*** GIVEN RECORDS Section Begins ***

pub mod coordinator;
pub mod error;
pub mod handlers;
pub mod metrics;
pub mod pool;
pub mod routes;
pub mod server;
pub mod state;
pub mod upstream;

pub use coordinator::{FetchCoordinator, FetchReply};
pub use error::*;
pub use pool::FetchPool;
pub use routes::*;
pub use server::*;
pub use state::*;
pub use upstream::{classify, AnalysisBackend, HttpBackend};
impl FetchCoordinator {
    pub fn new(
        statuses: Arc<dyn StatusStore>,
        cache: Arc<ResultCache>,
        ranks: Arc<PageRankTable>,
        backend: Arc<dyn AnalysisBackend>,
        config: CoordinatorConfig,
    ) -> Self {
        let pool = Arc::new(FetchPool::new(
            config.max_concurrent_fetches,
            config.fetch_timeout(),
        ));
        Self {
            statuses,
            cache,
            ranks,
            backend,
            pool,
            config,
        }
    }

    pub fn statuses(&self) -> &Arc<dyn StatusStore> {
        &self.statuses
    }

    pub fn cache(&self) -> &Arc<ResultCache> {
        &self.cache
    }

    pub fn ranks(&self) -> &Arc<PageRankTable> {
        &self.ranks
    }

    pub fn pool(&self) -> &Arc<FetchPool> {
        &self.pool
    }

    pub async fn project_metrics(&self, key: &ProjectKey) -> FetchReply<ProjectMetrics> {
        let resource = ResourceKind::ProjectMetrics;
        for _ in 0..MAX_DECISION_ROUNDS {
            let observed = match self.decide(key, resource, || self.cache.get_project(key)) {
                Decision::Reply(reply) => return reply,
                Decision::Reevaluate => continue,
                Decision::Claim(observed) => observed,
            };

            let claimed = match self.try_claim(key, resource, observed, "Analysing project.") {
                ClaimOutcome::Won(status) => status,
                ClaimOutcome::Lost => continue,
                ClaimOutcome::Busy => break,
            };

            if self.config.precheck_projects {
                // concurrent callers see the claim and get 202 while this one checks
                let mut guard = ClaimGuard::new(&self.statuses, key, resource);
                match self.precheck(key).await {
                    Precheck::Stored(metrics) => {
                        guard.disarm();
                        return FetchReply::Ready(metrics);
                    }
                    Precheck::Rejected(code, status) => return FetchReply::Pending(code, status),
                    Precheck::Valid => guard.disarm(),
                }
            }

            self.launch(key.clone(), resource);
            return FetchReply::Pending(StatusCode::ACCEPTED, claimed);
        }
        self.settled_reply(key, resource)
    }

    pub async fn artifact_metrics(&self, key: &ProjectKey) -> FetchReply<ArtifactsResponse> {
        let resource = ResourceKind::ArtifactMetrics;
        for _ in 0..MAX_DECISION_ROUNDS {
            let observed = match self.decide(key, resource, || self.cache.get_artifacts(key)) {
                Decision::Reply(FetchReply::Ready(graph)) => {
                    let outcome = merge_with_table(&graph, &self.ranks);
                    if !outcome.missing.is_empty() {
                        ARTIFACTS_DROPPED_TOTAL.inc_by(outcome.missing.len() as u64);
                    }
                    return FetchReply::Ready(outcome.response);
                }
                Decision::Reply(FetchReply::Pending(code, status)) => {
                    return FetchReply::Pending(code, status)
                }
                Decision::Reevaluate => continue,
                Decision::Claim(observed) => observed,
            };

            match self.try_claim(key, resource, observed, "Fetching artifacts.") {
                ClaimOutcome::Won(claimed) => {
                    self.launch(key.clone(), resource);
                    return FetchReply::Pending(StatusCode::ACCEPTED, claimed);
                }
                ClaimOutcome::Lost => continue,
                ClaimOutcome::Busy => break,
            }
        }
        self.settled_reply(key, resource)
    }

    fn decide<T>(
        &self,
        key: &ProjectKey,
        resource: ResourceKind,
        cached: impl FnOnce() -> Option<T>,
    ) -> Decision<T> {
        let current = self.statuses.get(key, resource);
        if let Some(status) = &current {
            match status.kind() {
                StatusKind::NotFound => {
                    return self.report_once(key, resource, StatusKind::NotFound, StatusCode::NOT_FOUND)
                }
                kind @ (StatusKind::Error | StatusKind::Unmapped) => {
                    return self.report_once(key, resource, kind, StatusCode::BAD_GATEWAY)
                }
                StatusKind::InProgress => {
                    debug!(project = %key, resource = %resource, "Fetch already in flight");
                    return Decision::Reply(FetchReply::Pending(
                        StatusCode::ACCEPTED,
                        status.clone(),
                    ));
                }
                StatusKind::CannotParse => {
                    return Decision::Reply(FetchReply::Pending(
                        StatusCode::UNPROCESSABLE_ENTITY,
                        status.clone(),
                    ));
                }
                StatusKind::Complete => {}
            }
        }

        if let Some(payload) = cached() {
            debug!(project = %key, resource = %resource, "Serving from cache");
            CACHE_HITS_TOTAL.with_label_values(&[resource.as_str()]).inc();
            return Decision::Reply(FetchReply::Ready(payload));
        }

        Decision::Claim(current.map(|status| status.kind()))
    }

    /// Hands a failure status to exactly one caller and clears it so the
    /// next request starts a fresh attempt.
    fn report_once<T>(
        &self,
        key: &ProjectKey,
        resource: ResourceKind,
        kind: StatusKind,
        code: StatusCode,
    ) -> Decision<T> {
        match self.statuses.compare_and_remove(key, resource, kind) {
            Some(status) => {
                info!(project = %key, resource = %resource, status = %kind, "Reporting failure and resetting status");
                Decision::Reply(FetchReply::Pending(code, status))
            }
            None => Decision::Reevaluate,
        }
    }

    fn try_claim(
        &self,
        key: &ProjectKey,
        resource: ResourceKind,
        observed: Option<StatusKind>,
        msg: &str,
    ) -> ClaimOutcome {
        if self.pool.is_in_flight(key, resource) {
            debug!(project = %key, resource = %resource, "Previous fetch still registered");
            return ClaimOutcome::Busy;
        }
        let claimed = Status::in_progress(msg);
        if !self
            .statuses
            .compare_and_set(key, resource, observed, claimed.clone())
        {
            debug!(project = %key, resource = %resource, "Lost claim, re-evaluating");
            return ClaimOutcome::Lost;
        }
        ClaimOutcome::Won(claimed)
    }

    fn settled_reply<T>(&self, key: &ProjectKey, resource: ResourceKind) -> FetchReply<T> {
        let status = self
            .statuses
            .get(key, resource)
            .filter(|status| status.kind() == StatusKind::InProgress)
            .unwrap_or_else(|| Status::in_progress(""));
        FetchReply::Pending(StatusCode::ACCEPTED, status)
    }

    async fn precheck(&self, key: &ProjectKey) -> Precheck {
        let resource = ResourceKind::ProjectMetrics;
        match self.backend.fetch_stored_project(key).await {
            Ok(metrics) => {
                info!(project = %key, "Found stored analysis");
                self.cache.set_project(key, metrics.clone());
                self.statuses.set(key, resource, Status::complete());
                return Precheck::Stored(metrics);
            }
            Err(GatewayError::UpstreamRejected(code)) => {
                debug!(project = %key, code, "No stored analysis");
            }
            Err(err) => warn!(project = %key, error = %err, "Stored analysis lookup failed"),
        }

        match self.backend.validate_project(key).await {
            Ok(()) => Precheck::Valid,
            Err(GatewayError::UpstreamRejected(code)) => {
                info!(project = %key, code, "Project rejected as analysis target");
                Precheck::Rejected(StatusCode::NOT_FOUND, Status::not_found(INVALID_TARGET_MSG))
            }
            Err(err) => {
                warn!(project = %key, error = %err, "Project validation failed");
                Precheck::Rejected(
                    StatusCode::BAD_GATEWAY,
                    Status::error(format!("Could not validate project: {err}")),
                )
            }
        }
    }

    fn launch(&self, key: ProjectKey, resource: ResourceKind) {
        FETCHES_STARTED_TOTAL
            .with_label_values(&[resource.as_str()])
            .inc();
        info!(project = %key, resource = %resource, "Launching background fetch");

        let this = self.clone();
        let task_key = key.clone();
        let task = async move {
            match resource {
                ResourceKind::ProjectMetrics => this.run_project_fetch(&task_key).await,
                ResourceKind::ArtifactMetrics => this.run_artifact_fetch(&task_key).await,
            }
        };

        let statuses = self.statuses.clone();
        let cache = self.cache.clone();
        let timeout_key = key.clone();
        let on_timeout = move || {
            // a payload cached before the deadline is still served
            let status = if cache.contains(&timeout_key, resource) {
                Status::complete()
            } else {
                Status::error(TIMEOUT_MSG)
            };
            let kind = status.kind();
            if statuses.compare_and_set(&timeout_key, resource, Some(StatusKind::InProgress), status) {
                FETCH_OUTCOMES_TOTAL
                    .with_label_values(&[resource.as_str(), kind.as_str()])
                    .inc();
            }
        };

        if !self.pool.spawn(key, resource, task, on_timeout) {
            debug!(resource = %resource, "Registered fetch will write the outcome");
        }
    }

    async fn run_project_fetch(&self, key: &ProjectKey) {
        let resource = ResourceKind::ProjectMetrics;
        info!(project = %key, "Requesting project analysis");
        match self.backend.trigger_analysis(key).await {
            Ok(metrics) => {
                self.cache.set_project(key, metrics);
                self.finish(key, resource, Status::complete());
                info!(project = %key, "Project parsed");
            }
            Err(err) => self.fail(key, resource, err),
        }
    }

    async fn run_artifact_fetch(&self, key: &ProjectKey) {
        let resource = ResourceKind::ArtifactMetrics;
        match self.backend.fetch_artifacts(key).await {
            Ok(graph) => {
                let ranked = self.ranks.has_all(graph.artifact_ids());
                self.cache.set_artifacts(key, graph);
                // new artifacts: the global index has to include them before anyone is served
                if !ranked {
                    self.refresh_page_ranks().await;
                }
                self.finish(key, resource, Status::complete());
                info!(project = %key, "Artifacts fetched");
            }
            Err(err) => self.fail(key, resource, err),
        }
    }

    /// Replaces the whole PageRank table. Returns whether the refresh succeeded.
    pub async fn refresh_page_ranks(&self) -> bool {
        info!("Fetching pageRanks");
        match self.backend.fetch_page_ranks().await {
            Ok(table) => {
                let entries = table.len();
                self.ranks.replace(table);
                PAGERANK_REFRESHES_TOTAL.inc();
                info!(entries, "PageRank table replaced");
                true
            }
            Err(err) => {
                warn!(error = %err, "PageRank refresh failed, unranked artifacts will be dropped");
                false
            }
        }
    }

    fn fail(&self, key: &ProjectKey, resource: ResourceKind, err: GatewayError) {
        match status_for_error(resource, &err) {
            Some(status) => {
                warn!(project = %key, resource = %resource, status = %status.kind(), error = %err, "Upstream rejected fetch");
                self.finish(key, resource, status);
            }
            None => {
                warn!(project = %key, resource = %resource, error = %err, "Upstream call failed, status left in progress");
            }
        }
    }

    fn finish(&self, key: &ProjectKey, resource: ResourceKind, status: Status) {
        FETCH_OUTCOMES_TOTAL
            .with_label_values(&[resource.as_str(), status.kind().as_str()])
            .inc();
        self.statuses.set(key, resource, status);
    }

    /// Applies a progress update pushed by the SNA service.
    ///
    /// Returns the status recorded for the project, or `None` when the update
    /// was ignored. While a fetch is registered the fetch owns the terminal
    /// write, so the update only refreshes the `in_progress` message. Without
    /// one, `in_progress` and `complete` are dropped.
    pub fn apply_status_update(
        &self,
        path_key: &ProjectKey,
        incoming: IncomingStatus,
    ) -> Result<Option<Status>> {
        let key = if incoming.project_name.trim().is_empty() {
            path_key.clone()
        } else {
            ProjectKey::parse(&incoming.project_name)?
        };
        let kind: StatusKind = incoming.status.parse()?;
        let resource = ResourceKind::ProjectMetrics;
        info!(project = %key, status = %kind, msg = %incoming.msg, "Progress update");

        if self.cache.contains(&key, resource) {
            debug!(project = %key, "Project already cached, ignoring update");
            return Ok(None);
        }

        let recorded = if self.pool.is_in_flight(&key, resource) {
            let status = Status::in_progress(incoming.msg);
            self.statuses
                .compare_and_set(&key, resource, Some(StatusKind::InProgress), status.clone())
                .then_some(status)
        } else {
            match kind {
                StatusKind::InProgress | StatusKind::Complete => {
                    debug!(project = %key, status = %kind, "No fetch registered, ignoring update");
                    None
                }
                other => {
                    let status = Status::new(other, incoming.msg);
                    self.statuses.set(&key, resource, status.clone());
                    Some(status)
                }
            }
        };

        if recorded.is_some() && self.cache.contains(&key, resource) {
            self.statuses.set(&key, resource, Status::complete());
            return Ok(None);
        }
        Ok(recorded)
    }

    /// Aborts a running fetch and clears its pending status.
    pub fn cancel(&self, key: &ProjectKey, resource: ResourceKind) -> bool {
        if !self.pool.cancel(key, resource) {
            return false;
        }
        self.statuses
            .compare_and_remove(key, resource, StatusKind::InProgress);
        info!(project = %key, resource = %resource, "Fetch cancelled");
        true
    }

    pub fn shutdown(&self) {
        self.pool.shutdown();
    }
}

*** GIVEN RECORDS Section Ends ***

Among the lines above, find those carrying the word "AnalysisBackend" and copy them out.

• **RESULT FOR THIS TASK**:
pub use upstream::{classify, AnalysisBackend, HttpBackend};
        backend: Arc<dyn AnalysisBackend>,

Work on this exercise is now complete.